McCandless (/mᵻkˈkænd.ləs/, mik-CAND-ləs) is a Gaelic surname, both Irish (Ulster) and occasionally Scottish. It is the Anglicized form of the Middle Irish Mac Cuindlis (among other spellings) 'son of Cuindleas', an Old Irish given name of uncertain meaning.

==Distribution and variants==
In historical census and other data, the name is mostly confined to the province of Ulster, especially County Donegal in the Republic of Ireland, and counties Antrim, Down, and Londonderry in Northern Ireland. Some variants include McCandlis, McCanlis, McAndless, McAnliss, McCandlass, McCandliss, McCanliss, and McAndles, among others. Spellings with Mac were believed to be extinct by the first half of the 20th century, but still survive among a few families, primarily in Canada. As with other names of this sort, versions with M' were also attested until the early 20th century.

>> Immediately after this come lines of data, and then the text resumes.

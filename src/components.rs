use bevy::prelude::*;

/// Frame phases. `Input`..`Animate` run in `FixedUpdate`, `Combat` and
/// `Cull` in `FixedPostUpdate`; `main` chains them in this order.
#[derive(SystemSet, Clone, Copy, PartialEq, Eq, Hash, Debug)]
pub enum SimStep {
    Input,
    Physics,
    Behavior,
    Animate,
    Combat,
    Cull,
}

/// Entity kind. Each archetype has its own state set and animation graph.
#[derive(Component, Clone, Copy, PartialEq, Eq, Hash, Debug)]
pub enum Archetype {
    Player,
    Bat,
    Mushroom,
    Fireworm,
    FireProjectile,
}

impl Archetype {
    /// Key used for animation graph lookup and event payloads.
    pub fn key(self) -> &'static str {
        match self {
            Archetype::Player => "player",
            Archetype::Bat => "bat",
            Archetype::Mushroom => "mushroom",
            Archetype::Fireworm => "fireworm",
            Archetype::FireProjectile => "fire_projectile",
        }
    }
}

/// Sub-tile precision position (world units, y up). Center of the body.
#[derive(Component, Clone, Copy, Default, Debug)]
pub struct GamePosition {
    pub x: f32,
    pub y: f32,
}

impl GamePosition {
    pub fn new(x: f32, y: f32) -> Self {
        Self { x, y }
    }

    pub fn vec(&self) -> Vec2 {
        Vec2::new(self.x, self.y)
    }
}

/// Velocity in world units per second.
#[derive(Component, Clone, Copy, Default, Debug)]
pub struct Velocity {
    pub x: f32,
    pub y: f32,
}

/// Horizontal facing. Sprites are authored facing right.
#[derive(Component, Clone, Copy, Default, Debug)]
pub struct Facing {
    pub left: bool,
}

/// Body extents. `hitbox` is the inset rectangle used for tile and combat
/// overlap; `rect` is the full sprite-sized rectangle.
#[derive(Component, Clone, Copy, Debug)]
pub struct Body {
    pub size: Vec2,
    pub inset: Vec2,
}

impl Body {
    pub fn new(size: Vec2, inset: Vec2) -> Self {
        Self { size, inset }
    }

    pub fn rect(&self, pos: &GamePosition) -> Rect {
        Rect::from_center_size(pos.vec(), self.size)
    }

    pub fn hitbox(&self, pos: &GamePosition) -> Rect {
        Rect::from_center_size(pos.vec(), self.size - self.inset * 2.0)
    }
}

/// Solid-tile contact flags, refreshed by the physics probe each frame.
#[derive(Component, Clone, Copy, Default, Debug)]
pub struct ContactSides {
    pub up: bool,
    pub down: bool,
    pub left: bool,
    pub right: bool,
}

/// Movement mode, chosen at construction. Ground bodies integrate gravity
/// and resolve against solid tiles; air bodies integrate velocity directly.
#[derive(Component, Clone, Copy, PartialEq, Eq, Debug)]
pub enum Locomotion {
    Ground,
    Air,
}

/// Live flag consumed by the registry cull pass.
#[derive(Component, Clone, Copy, Debug)]
pub struct Alive(pub bool);

impl Default for Alive {
    fn default() -> Self {
        Self(true)
    }
}

#[derive(Clone, Copy, PartialEq, Eq, Hash, Debug)]
pub enum Stat {
    Health,
    Mana,
    Shield,
    Damage,
    ManaRegain,
}

pub const STAT_COUNT: usize = 5;

impl Stat {
    fn index(self) -> usize {
        match self {
            Stat::Health => 0,
            Stat::Mana => 1,
            Stat::Shield => 2,
            Stat::Damage => 3,
            Stat::ManaRegain => 4,
        }
    }
}

#[derive(Clone, Copy, Default, Debug)]
pub struct StatRange {
    pub min: Option<f32>,
    pub max: Option<f32>,
}

impl StatRange {
    pub fn clamp(&self, value: f32) -> f32 {
        let mut value = value;
        if let Some(min) = self.min {
            value = value.max(min);
        }
        if let Some(max) = self.max {
            value = value.min(max);
        }
        value
    }
}

/// Fixed stat table with per-stat bounds. Every write clamps, so health can
/// never leave its configured range no matter who modifies it.
#[derive(Component, Clone, Debug)]
pub struct Stats {
    values: [f32; STAT_COUNT],
    bounds: [StatRange; STAT_COUNT],
}

impl Default for Stats {
    fn default() -> Self {
        let mut stats = Self {
            values: [0.0; STAT_COUNT],
            bounds: [StatRange::default(); STAT_COUNT],
        };
        stats.bounds[Stat::Health.index()] = StatRange {
            min: Some(0.0),
            max: Some(1.0),
        };
        stats.bounds[Stat::Mana.index()] = StatRange {
            min: Some(0.0),
            max: Some(1.0),
        };
        stats.bounds[Stat::Shield.index()] = StatRange {
            min: Some(0.0),
            max: None,
        };
        stats.bounds[Stat::Damage.index()] = StatRange {
            min: Some(0.0),
            max: None,
        };
        stats.values[Stat::Health.index()] = 1.0;
        stats
    }
}

impl Stats {
    pub fn with(mut self, stat: Stat, value: f32) -> Self {
        self.set(stat, value);
        self
    }

    pub fn with_bounds(mut self, stat: Stat, min: Option<f32>, max: Option<f32>) -> Self {
        self.bounds[stat.index()] = StatRange { min, max };
        self.set(stat, self.get(stat));
        self
    }

    pub fn get(&self, stat: Stat) -> f32 {
        self.values[stat.index()]
    }

    pub fn set(&mut self, stat: Stat, value: f32) {
        self.values[stat.index()] = self.bounds[stat.index()].clamp(value);
    }

    pub fn modify(&mut self, stat: Stat, delta: f32) {
        self.set(stat, self.get(stat) + delta);
    }

    pub fn can_afford(&self, stat: Stat, cost: f32) -> bool {
        self.get(stat) >= cost
    }

    pub fn take_damage(&mut self, amount: f32) {
        self.modify(Stat::Health, -amount.abs());
    }
}

/// Tuning constants handed in externally. Defaults match the built-in demo
/// level; a JSON config file can override any subset of fields.
#[derive(Resource, Clone, serde::Serialize, serde::Deserialize)]
#[serde(default)]
pub struct GameConfig {
    pub tile_size: f32,
    pub gravity: f32,
    pub max_fall_speed: f32,
    pub jump_velocity: f32,
    pub move_speed: f32,
    pub enemy_speed: f32,
    pub dash_speed: f32,
    pub wall_friction: f32,
    pub knockback_speed: f32,
    pub movement_start_delay_ms: f64,
    pub attack_cooldown_ms: f64,
    pub dash_cooldown_ms: f64,
    pub player_hit_invuln_ms: f64,
    pub projectile_speed: f32,
    pub projectile_damage: f32,
    pub projectile_range: f32,
}

impl Default for GameConfig {
    fn default() -> Self {
        Self {
            tile_size: 16.0,
            gravity: 1200.0,
            max_fall_speed: 1800.0,
            jump_velocity: 900.0,
            move_speed: 300.0,
            enemy_speed: 150.0,
            dash_speed: 2250.0,
            wall_friction: 0.1,
            knockback_speed: 600.0,
            movement_start_delay_ms: 200.0,
            attack_cooldown_ms: 300.0,
            dash_cooldown_ms: 2000.0,
            player_hit_invuln_ms: 2000.0,
            projectile_speed: 750.0,
            projectile_damage: 0.2,
            projectile_range: 1000.0,
        }
    }
}

#[cfg(test)]
mod tests {
    use super::*;

    #[test]
    fn health_clamps_to_bounds_after_every_modification() {
        let mut stats = Stats::default();
        stats.modify(Stat::Health, 5.0);
        assert_eq!(stats.get(Stat::Health), 1.0);

        stats.modify(Stat::Health, -3.0);
        assert_eq!(stats.get(Stat::Health), 0.0);
    }

    #[test]
    fn take_damage_uses_the_magnitude() {
        let mut stats = Stats::default();
        stats.take_damage(-0.3);
        assert!((stats.get(Stat::Health) - 0.7).abs() < f32::EPSILON);
    }

    #[test]
    fn custom_bounds_apply_on_configuration() {
        let stats = Stats::default()
            .with(Stat::Shield, 2.0)
            .with_bounds(Stat::Shield, Some(0.0), Some(1.5));
        assert_eq!(stats.get(Stat::Shield), 1.5);
    }

    #[test]
    fn unbounded_stats_pass_values_through() {
        let mut stats = Stats::default();
        stats.set(Stat::ManaRegain, -4.0);
        assert_eq!(stats.get(Stat::ManaRegain), -4.0);
    }

    #[test]
    fn hitbox_is_inset_from_the_body_rect() {
        let body = Body::new(Vec2::new(40.0, 56.0), Vec2::new(6.0, 4.0));
        let pos = GamePosition::new(100.0, 50.0);

        let rect = body.rect(&pos);
        let hitbox = body.hitbox(&pos);
        assert_eq!(rect.width(), 40.0);
        assert_eq!(hitbox.width(), 28.0);
        assert_eq!(hitbox.height(), 48.0);
        assert_eq!(rect.center(), hitbox.center());
    }

    #[test]
    fn game_config_accepts_partial_json() {
        let config: GameConfig = serde_json::from_str(r#"{ "gravity": 900.0 }"#).unwrap();
        assert_eq!(config.gravity, 900.0);
        assert_eq!(config.tile_size, GameConfig::default().tile_size);
    }
}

The name is closely related to McCandlish, from the same derivation but primarily found in Scotland. Some other recorded Scottish variants are more similar to McCandless, e.g. McCanleis and McCaunles, and some in the north of Ireland closer to McCandlish, e.g. McCandleish. McCandless itself is also thinly attested in Scotland.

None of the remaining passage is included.